▸ **Exercise requirements**: Whenever a line in the data holds the string "Option", copy that line.

▸ **Data supplied**:
========================================================================

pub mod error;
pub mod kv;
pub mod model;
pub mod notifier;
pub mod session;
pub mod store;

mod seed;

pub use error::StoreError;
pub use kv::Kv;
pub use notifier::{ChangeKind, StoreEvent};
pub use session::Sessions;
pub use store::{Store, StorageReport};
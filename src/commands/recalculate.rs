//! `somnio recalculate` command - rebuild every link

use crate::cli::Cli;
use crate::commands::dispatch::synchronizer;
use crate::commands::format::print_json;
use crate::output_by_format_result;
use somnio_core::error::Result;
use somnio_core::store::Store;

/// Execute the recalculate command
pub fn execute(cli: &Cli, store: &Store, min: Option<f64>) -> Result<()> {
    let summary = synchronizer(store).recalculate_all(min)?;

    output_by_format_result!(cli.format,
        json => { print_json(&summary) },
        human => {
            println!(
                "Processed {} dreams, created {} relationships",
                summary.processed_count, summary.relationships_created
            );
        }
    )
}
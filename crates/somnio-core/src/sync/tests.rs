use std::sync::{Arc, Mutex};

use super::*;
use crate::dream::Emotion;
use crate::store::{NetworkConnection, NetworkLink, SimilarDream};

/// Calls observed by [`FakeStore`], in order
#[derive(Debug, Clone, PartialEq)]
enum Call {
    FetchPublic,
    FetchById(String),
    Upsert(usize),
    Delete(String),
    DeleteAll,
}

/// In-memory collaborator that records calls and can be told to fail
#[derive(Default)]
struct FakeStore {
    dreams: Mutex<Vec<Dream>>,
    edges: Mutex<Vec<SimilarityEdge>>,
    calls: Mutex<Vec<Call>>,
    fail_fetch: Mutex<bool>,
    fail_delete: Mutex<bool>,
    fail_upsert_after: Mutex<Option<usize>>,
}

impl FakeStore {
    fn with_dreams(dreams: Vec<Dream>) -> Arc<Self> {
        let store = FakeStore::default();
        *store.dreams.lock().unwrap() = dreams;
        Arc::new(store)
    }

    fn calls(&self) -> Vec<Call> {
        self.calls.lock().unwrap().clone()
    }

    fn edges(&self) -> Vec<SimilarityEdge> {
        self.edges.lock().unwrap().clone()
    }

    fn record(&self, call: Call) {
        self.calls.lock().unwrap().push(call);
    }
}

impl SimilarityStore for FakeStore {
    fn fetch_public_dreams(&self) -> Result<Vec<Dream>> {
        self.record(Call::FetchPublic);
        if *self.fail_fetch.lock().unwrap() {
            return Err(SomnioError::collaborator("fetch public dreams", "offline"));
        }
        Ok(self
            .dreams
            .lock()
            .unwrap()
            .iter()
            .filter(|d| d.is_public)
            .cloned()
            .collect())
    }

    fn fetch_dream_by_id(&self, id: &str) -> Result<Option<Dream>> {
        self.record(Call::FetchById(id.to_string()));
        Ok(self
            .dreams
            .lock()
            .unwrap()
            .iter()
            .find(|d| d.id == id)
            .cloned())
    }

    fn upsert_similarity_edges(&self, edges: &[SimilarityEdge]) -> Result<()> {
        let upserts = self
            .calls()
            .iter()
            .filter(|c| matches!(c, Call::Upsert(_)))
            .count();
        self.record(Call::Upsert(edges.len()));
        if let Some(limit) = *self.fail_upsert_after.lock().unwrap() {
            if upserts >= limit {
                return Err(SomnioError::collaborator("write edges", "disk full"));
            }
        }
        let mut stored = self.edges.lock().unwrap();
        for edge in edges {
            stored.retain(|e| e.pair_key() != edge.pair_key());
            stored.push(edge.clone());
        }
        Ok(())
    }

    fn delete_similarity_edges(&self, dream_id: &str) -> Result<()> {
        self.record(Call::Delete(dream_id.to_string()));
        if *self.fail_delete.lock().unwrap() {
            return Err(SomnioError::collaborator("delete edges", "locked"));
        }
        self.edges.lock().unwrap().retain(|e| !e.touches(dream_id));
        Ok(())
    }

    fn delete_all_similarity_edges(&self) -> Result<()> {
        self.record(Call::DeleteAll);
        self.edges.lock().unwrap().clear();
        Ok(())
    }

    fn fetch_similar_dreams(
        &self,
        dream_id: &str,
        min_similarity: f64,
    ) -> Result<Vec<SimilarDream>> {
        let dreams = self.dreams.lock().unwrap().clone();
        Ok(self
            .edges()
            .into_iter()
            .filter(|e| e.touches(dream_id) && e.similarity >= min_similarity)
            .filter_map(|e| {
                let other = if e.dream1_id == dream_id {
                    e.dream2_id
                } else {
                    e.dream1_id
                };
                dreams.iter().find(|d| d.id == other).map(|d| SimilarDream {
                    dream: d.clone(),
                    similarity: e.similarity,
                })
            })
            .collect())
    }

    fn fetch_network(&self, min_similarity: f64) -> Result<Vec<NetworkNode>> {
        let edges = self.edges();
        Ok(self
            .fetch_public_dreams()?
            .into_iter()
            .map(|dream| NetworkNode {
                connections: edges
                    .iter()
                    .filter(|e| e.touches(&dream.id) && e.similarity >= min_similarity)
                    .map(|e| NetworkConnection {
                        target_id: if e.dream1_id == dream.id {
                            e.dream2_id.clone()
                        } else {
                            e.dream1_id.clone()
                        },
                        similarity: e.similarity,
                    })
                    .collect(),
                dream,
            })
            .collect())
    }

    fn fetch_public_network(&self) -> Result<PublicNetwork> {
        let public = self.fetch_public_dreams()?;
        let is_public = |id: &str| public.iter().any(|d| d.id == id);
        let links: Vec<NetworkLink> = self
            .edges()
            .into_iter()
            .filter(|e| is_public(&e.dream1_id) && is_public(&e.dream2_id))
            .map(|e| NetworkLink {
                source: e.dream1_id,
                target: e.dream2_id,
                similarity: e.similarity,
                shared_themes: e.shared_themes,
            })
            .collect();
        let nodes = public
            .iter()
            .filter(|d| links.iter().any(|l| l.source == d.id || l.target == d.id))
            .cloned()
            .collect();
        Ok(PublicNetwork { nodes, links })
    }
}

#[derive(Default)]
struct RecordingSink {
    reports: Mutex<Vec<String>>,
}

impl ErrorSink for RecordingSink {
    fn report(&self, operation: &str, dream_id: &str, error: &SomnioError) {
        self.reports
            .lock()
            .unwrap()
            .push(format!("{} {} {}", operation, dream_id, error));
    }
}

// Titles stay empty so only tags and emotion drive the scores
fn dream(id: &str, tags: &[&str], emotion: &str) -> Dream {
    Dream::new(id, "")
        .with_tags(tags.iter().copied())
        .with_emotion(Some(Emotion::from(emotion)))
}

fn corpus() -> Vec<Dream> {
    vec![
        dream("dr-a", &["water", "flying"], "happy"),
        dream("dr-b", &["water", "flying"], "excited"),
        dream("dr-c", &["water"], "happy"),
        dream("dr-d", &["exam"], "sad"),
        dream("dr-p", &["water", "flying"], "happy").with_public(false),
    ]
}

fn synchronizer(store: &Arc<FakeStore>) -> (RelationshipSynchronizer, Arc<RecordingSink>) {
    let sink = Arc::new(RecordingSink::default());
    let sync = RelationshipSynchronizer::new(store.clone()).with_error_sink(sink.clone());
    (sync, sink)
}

========================================================================

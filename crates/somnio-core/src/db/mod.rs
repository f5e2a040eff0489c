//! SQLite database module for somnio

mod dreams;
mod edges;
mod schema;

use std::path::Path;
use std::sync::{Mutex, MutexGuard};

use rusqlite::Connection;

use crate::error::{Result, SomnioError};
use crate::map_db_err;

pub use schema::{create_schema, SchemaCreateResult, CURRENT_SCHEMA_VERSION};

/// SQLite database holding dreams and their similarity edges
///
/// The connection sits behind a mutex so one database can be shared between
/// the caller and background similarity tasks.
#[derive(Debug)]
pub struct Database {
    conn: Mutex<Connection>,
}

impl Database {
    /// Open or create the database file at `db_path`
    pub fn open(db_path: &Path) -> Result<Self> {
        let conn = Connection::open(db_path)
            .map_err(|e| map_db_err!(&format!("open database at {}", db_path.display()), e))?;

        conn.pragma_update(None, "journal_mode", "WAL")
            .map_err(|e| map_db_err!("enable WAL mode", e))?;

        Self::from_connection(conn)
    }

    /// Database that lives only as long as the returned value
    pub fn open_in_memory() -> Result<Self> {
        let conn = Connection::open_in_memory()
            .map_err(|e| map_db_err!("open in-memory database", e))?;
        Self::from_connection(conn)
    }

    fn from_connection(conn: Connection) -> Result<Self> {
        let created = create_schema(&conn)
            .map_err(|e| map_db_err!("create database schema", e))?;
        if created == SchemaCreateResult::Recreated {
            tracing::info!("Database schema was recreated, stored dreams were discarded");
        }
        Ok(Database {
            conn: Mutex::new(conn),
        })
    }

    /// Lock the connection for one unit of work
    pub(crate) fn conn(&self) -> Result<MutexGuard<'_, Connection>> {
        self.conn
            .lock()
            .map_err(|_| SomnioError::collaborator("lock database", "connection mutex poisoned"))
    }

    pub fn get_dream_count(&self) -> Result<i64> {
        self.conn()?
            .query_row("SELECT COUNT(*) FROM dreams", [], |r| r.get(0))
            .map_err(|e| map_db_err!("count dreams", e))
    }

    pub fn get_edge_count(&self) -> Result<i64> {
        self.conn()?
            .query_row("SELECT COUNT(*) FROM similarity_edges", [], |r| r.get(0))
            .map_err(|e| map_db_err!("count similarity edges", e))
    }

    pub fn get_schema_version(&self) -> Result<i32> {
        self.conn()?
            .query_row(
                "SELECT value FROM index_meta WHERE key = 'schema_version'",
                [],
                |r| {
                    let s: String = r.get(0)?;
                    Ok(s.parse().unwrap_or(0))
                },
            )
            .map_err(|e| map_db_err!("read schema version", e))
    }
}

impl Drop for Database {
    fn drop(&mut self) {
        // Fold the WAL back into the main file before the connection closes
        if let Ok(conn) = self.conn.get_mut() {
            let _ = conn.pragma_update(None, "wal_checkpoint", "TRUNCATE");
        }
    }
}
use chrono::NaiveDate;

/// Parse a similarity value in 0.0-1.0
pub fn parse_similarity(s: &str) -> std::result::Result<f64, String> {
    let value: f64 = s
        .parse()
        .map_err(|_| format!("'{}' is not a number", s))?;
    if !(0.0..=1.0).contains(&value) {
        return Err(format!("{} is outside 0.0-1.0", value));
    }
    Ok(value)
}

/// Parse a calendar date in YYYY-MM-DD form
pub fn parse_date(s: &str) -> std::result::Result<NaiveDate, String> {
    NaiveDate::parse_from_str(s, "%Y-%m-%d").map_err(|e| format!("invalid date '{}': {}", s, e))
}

========================================================================

▸ **Finished task**:
pub fn execute(cli: &Cli, store: &Store, min: Option<f64>) -> Result<()> {
    fail_upsert_after: Mutex<Option<usize>>,
    fn fetch_dream_by_id(&self, id: &str) -> Result<Option<Dream>> {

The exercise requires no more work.